▶ _Prompt_: List all the lines in these records that hold "AuthorContribution".

Stored data

⁂

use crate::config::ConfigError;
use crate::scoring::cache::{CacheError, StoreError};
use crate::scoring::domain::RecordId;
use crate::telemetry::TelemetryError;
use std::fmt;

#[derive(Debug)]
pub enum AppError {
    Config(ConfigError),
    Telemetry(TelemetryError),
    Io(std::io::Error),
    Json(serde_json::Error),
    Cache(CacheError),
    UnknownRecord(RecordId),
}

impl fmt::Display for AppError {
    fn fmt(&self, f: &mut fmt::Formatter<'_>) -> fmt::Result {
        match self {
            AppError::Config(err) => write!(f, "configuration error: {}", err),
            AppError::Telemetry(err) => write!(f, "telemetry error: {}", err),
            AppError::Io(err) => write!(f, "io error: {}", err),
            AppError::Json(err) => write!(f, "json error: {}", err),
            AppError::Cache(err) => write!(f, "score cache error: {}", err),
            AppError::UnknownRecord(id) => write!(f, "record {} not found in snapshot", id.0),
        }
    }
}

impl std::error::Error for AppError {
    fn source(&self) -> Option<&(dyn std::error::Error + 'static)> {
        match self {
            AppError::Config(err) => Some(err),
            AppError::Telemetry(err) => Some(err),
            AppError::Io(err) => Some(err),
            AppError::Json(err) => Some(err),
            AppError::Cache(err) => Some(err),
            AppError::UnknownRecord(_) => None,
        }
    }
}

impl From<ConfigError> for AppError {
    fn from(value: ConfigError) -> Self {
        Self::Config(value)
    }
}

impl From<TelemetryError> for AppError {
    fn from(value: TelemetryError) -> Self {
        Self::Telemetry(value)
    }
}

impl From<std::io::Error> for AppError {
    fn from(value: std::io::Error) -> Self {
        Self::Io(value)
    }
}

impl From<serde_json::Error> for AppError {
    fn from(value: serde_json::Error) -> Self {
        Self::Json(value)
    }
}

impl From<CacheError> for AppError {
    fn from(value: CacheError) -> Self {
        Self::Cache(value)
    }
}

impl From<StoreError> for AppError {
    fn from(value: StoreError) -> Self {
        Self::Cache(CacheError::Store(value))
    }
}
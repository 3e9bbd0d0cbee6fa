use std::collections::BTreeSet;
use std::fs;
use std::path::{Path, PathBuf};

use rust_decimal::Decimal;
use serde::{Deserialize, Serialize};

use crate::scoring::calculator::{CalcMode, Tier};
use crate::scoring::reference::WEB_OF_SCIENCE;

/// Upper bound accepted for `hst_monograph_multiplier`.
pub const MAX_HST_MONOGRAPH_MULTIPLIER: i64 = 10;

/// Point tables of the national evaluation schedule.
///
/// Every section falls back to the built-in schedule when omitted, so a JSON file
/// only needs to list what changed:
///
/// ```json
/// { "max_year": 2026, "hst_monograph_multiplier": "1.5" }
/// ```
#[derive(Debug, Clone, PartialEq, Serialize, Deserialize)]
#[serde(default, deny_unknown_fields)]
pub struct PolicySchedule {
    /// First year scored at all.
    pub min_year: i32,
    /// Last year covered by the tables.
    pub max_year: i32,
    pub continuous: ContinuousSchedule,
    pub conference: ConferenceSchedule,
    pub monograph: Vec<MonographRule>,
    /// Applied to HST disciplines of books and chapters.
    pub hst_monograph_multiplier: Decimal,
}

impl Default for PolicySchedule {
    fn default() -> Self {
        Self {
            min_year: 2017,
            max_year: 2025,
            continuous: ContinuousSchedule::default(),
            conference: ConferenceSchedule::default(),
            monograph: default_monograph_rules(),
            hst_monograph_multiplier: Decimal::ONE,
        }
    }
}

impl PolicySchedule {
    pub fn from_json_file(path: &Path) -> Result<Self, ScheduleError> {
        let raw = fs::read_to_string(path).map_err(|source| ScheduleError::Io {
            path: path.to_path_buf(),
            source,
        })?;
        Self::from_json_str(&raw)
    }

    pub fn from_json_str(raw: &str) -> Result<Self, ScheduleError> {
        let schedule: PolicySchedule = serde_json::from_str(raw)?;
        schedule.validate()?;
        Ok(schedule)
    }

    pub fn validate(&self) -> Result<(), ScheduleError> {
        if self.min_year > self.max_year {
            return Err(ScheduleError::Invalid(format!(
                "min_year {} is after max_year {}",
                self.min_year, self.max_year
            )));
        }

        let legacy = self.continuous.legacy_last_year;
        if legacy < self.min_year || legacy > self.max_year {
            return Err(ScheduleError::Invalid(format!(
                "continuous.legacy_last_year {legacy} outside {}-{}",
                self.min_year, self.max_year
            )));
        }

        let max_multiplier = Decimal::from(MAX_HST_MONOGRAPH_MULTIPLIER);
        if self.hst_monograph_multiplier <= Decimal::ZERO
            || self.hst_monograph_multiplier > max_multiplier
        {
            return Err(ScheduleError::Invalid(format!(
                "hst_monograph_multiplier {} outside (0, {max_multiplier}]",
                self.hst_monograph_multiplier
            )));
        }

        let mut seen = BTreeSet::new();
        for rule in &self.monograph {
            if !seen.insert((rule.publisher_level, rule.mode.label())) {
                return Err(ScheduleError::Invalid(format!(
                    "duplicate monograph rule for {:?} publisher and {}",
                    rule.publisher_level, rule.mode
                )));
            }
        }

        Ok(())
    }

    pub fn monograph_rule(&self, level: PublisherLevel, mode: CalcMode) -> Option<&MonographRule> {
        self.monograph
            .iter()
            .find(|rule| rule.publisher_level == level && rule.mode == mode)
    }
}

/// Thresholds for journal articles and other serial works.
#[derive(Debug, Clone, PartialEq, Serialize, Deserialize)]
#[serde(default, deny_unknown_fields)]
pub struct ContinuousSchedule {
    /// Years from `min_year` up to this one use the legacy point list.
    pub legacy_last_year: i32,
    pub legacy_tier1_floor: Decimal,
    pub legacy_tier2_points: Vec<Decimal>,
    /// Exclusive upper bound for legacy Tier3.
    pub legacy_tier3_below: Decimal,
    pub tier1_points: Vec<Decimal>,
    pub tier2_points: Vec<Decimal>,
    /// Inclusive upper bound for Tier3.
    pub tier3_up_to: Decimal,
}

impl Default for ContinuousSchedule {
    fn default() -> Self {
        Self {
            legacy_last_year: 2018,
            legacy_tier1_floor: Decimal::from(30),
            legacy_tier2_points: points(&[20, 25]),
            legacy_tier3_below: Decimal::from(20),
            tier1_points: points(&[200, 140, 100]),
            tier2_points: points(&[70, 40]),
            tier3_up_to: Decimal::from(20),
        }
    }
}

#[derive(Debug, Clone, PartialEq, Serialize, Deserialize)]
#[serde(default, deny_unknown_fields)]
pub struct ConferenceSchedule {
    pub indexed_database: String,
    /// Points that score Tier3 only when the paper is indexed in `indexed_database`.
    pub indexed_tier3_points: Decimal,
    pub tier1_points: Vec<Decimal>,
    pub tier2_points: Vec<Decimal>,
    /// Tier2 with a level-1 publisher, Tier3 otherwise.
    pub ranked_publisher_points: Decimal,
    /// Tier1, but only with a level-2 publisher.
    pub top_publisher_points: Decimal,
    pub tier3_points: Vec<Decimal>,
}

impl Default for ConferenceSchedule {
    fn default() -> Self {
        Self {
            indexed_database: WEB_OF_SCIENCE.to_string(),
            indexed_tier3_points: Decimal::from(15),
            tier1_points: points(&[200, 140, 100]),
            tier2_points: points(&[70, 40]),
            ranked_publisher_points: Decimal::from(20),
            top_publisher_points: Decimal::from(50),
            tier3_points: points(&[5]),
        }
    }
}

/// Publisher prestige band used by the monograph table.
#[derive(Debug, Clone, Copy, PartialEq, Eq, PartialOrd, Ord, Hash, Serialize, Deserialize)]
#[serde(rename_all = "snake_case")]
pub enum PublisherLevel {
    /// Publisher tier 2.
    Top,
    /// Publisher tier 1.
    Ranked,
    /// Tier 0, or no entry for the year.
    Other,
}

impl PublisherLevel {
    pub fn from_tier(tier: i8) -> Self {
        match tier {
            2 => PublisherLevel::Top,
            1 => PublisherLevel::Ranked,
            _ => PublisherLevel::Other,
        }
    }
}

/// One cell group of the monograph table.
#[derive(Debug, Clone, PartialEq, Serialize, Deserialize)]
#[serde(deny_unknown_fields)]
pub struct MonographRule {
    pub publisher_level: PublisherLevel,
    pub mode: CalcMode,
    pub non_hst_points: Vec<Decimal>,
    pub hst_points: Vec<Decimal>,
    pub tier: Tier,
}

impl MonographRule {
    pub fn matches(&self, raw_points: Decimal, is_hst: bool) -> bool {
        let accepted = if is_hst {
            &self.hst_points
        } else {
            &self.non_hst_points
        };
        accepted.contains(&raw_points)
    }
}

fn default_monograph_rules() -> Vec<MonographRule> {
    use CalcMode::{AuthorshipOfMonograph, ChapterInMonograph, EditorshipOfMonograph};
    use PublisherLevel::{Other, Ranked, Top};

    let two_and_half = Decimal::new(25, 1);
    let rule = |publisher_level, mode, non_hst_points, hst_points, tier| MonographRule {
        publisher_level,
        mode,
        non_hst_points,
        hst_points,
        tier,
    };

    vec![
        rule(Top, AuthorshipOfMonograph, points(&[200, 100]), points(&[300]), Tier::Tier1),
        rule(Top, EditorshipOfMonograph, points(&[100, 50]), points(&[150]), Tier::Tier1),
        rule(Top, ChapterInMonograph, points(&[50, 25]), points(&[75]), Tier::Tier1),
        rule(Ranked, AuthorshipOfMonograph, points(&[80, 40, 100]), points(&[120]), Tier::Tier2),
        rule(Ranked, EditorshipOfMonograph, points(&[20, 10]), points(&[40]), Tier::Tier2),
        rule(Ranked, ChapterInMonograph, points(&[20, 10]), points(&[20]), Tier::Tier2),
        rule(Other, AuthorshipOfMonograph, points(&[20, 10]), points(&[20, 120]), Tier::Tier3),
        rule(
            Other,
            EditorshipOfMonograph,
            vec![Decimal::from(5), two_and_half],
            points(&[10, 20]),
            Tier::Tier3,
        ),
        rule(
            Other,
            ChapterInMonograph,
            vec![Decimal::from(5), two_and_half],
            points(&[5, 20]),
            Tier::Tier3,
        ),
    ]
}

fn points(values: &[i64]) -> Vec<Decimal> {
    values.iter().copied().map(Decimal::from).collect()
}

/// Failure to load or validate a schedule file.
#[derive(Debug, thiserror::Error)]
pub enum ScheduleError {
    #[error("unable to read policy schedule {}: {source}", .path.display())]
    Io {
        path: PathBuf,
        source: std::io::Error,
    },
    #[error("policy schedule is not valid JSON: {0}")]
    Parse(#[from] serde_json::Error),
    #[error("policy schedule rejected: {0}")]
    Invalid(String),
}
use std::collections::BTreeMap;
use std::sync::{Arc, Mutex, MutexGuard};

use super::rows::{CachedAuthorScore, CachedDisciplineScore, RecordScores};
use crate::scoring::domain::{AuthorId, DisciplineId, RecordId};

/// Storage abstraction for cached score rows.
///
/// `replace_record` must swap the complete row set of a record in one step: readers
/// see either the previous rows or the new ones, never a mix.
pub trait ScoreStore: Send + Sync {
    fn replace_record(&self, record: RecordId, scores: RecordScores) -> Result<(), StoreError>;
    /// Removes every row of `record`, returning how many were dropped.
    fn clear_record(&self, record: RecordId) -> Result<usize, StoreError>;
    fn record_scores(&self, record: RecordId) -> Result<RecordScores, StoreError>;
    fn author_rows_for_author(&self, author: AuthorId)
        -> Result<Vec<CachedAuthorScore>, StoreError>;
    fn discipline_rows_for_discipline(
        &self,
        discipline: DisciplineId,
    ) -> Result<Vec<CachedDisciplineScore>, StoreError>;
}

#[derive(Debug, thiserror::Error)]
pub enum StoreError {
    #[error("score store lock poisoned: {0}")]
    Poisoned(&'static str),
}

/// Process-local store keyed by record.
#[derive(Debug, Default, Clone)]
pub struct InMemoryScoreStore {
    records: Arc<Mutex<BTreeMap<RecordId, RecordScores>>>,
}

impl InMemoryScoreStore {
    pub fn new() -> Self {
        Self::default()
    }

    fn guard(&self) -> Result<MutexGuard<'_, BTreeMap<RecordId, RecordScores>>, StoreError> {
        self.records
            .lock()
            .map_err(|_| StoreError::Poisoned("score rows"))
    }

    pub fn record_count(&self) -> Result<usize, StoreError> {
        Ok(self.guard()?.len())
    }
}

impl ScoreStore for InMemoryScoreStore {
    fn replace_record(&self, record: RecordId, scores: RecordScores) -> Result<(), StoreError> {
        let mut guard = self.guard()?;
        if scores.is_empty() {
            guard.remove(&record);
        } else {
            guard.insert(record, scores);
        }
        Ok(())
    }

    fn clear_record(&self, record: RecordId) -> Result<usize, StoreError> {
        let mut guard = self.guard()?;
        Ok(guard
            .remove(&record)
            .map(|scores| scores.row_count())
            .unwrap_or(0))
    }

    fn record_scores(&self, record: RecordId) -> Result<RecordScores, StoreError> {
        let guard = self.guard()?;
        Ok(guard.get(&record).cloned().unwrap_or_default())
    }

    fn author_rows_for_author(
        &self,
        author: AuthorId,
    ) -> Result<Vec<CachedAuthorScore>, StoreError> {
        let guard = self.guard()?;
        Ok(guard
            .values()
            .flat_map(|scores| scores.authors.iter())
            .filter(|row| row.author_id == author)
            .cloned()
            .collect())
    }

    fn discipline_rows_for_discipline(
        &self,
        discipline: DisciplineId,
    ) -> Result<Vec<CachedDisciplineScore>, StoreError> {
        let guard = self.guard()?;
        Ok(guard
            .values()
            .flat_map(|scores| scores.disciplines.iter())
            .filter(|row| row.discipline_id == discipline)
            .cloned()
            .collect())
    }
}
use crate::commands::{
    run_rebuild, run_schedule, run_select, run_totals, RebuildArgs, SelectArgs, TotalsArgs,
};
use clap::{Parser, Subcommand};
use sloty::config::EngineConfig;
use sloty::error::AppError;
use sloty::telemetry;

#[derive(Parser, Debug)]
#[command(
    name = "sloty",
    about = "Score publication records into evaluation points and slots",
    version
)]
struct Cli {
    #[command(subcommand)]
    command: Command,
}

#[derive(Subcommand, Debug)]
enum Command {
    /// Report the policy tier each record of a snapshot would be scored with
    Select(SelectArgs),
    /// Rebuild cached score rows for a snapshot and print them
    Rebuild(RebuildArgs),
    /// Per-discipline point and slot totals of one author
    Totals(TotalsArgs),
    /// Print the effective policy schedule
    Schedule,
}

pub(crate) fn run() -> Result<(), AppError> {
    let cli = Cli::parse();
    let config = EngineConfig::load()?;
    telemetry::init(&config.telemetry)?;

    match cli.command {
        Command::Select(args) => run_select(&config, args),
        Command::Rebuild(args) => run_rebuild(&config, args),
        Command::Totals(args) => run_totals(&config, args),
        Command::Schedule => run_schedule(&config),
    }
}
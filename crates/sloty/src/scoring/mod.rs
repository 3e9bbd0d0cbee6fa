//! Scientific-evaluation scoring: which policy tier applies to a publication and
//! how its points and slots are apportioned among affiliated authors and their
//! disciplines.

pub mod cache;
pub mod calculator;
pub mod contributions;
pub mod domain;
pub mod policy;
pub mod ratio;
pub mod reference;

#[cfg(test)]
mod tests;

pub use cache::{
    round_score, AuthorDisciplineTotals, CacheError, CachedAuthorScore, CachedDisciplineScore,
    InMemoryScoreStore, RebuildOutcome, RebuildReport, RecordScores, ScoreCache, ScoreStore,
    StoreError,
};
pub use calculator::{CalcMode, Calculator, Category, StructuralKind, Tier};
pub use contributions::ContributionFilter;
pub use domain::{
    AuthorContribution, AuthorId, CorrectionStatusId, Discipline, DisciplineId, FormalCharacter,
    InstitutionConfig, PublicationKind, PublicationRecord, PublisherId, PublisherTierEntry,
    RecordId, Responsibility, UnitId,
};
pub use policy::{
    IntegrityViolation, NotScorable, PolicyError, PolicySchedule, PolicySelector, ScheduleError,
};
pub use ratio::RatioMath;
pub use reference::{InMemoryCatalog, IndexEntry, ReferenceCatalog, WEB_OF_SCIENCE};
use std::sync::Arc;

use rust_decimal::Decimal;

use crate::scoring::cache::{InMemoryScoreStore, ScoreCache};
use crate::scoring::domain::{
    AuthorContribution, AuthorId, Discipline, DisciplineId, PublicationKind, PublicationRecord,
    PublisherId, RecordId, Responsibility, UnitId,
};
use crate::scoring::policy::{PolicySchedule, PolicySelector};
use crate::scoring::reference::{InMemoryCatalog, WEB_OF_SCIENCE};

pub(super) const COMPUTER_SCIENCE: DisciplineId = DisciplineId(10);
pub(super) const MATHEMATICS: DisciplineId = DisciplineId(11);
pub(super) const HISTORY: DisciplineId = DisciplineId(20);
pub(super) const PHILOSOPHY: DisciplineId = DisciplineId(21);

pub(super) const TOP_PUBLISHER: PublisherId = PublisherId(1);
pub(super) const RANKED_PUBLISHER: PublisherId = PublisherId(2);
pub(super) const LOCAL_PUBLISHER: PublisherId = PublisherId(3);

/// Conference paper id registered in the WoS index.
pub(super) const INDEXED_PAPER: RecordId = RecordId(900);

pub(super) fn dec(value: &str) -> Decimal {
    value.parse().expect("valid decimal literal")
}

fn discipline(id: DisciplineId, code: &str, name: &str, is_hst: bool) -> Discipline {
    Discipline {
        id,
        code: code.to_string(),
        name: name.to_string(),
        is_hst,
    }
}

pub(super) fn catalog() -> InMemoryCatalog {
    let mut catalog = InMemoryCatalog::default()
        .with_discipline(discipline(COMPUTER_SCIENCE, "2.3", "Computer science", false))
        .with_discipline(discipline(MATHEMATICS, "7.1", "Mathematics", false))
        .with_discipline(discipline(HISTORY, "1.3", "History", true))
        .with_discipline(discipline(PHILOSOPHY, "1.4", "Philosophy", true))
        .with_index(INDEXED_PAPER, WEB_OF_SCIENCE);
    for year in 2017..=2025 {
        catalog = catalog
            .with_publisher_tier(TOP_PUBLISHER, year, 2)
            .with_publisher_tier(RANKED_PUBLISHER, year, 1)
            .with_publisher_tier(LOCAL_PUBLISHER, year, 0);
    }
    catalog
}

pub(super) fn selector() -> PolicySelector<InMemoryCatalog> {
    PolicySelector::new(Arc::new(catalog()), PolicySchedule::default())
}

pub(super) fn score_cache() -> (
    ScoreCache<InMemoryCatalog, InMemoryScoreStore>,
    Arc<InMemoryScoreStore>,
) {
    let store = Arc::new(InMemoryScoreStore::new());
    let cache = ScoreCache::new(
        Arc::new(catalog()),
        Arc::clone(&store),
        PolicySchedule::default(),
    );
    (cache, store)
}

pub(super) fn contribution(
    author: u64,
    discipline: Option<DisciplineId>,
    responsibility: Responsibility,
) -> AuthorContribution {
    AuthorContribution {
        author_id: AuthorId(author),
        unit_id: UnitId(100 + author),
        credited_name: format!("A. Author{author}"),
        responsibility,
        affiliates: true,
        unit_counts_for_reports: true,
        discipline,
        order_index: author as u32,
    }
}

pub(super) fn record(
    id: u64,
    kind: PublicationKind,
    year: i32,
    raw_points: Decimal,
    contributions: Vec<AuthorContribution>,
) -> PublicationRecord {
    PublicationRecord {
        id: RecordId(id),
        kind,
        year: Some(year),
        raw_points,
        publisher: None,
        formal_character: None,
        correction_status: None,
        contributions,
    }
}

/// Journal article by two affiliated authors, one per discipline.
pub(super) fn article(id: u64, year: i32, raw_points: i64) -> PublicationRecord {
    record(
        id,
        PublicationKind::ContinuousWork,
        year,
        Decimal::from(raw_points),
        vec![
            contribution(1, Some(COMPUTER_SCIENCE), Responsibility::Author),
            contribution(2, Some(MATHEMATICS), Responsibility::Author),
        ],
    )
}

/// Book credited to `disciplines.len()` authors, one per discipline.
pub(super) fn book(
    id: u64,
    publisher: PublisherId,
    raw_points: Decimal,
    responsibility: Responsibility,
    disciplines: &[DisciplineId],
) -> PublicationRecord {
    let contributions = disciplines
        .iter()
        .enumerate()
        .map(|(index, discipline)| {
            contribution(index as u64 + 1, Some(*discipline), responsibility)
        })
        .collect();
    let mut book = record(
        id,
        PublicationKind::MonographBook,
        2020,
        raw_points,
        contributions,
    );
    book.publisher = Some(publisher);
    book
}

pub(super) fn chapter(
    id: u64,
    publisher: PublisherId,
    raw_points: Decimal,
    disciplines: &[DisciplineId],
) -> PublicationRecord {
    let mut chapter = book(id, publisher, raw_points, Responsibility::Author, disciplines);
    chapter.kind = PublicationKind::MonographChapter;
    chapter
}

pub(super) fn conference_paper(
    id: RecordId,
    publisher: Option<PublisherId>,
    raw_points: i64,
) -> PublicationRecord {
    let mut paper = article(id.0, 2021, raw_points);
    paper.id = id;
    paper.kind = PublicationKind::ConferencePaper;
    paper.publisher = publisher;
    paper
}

⁂

▶ _Answer box_:
    AuthorContribution, AuthorId, CorrectionStatusId, Discipline, DisciplineId, FormalCharacter,
    AuthorContribution, AuthorId, Discipline, DisciplineId, PublicationKind, PublicationRecord,
) -> AuthorContribution {
    AuthorContribution {
    contributions: Vec<AuthorContribution>,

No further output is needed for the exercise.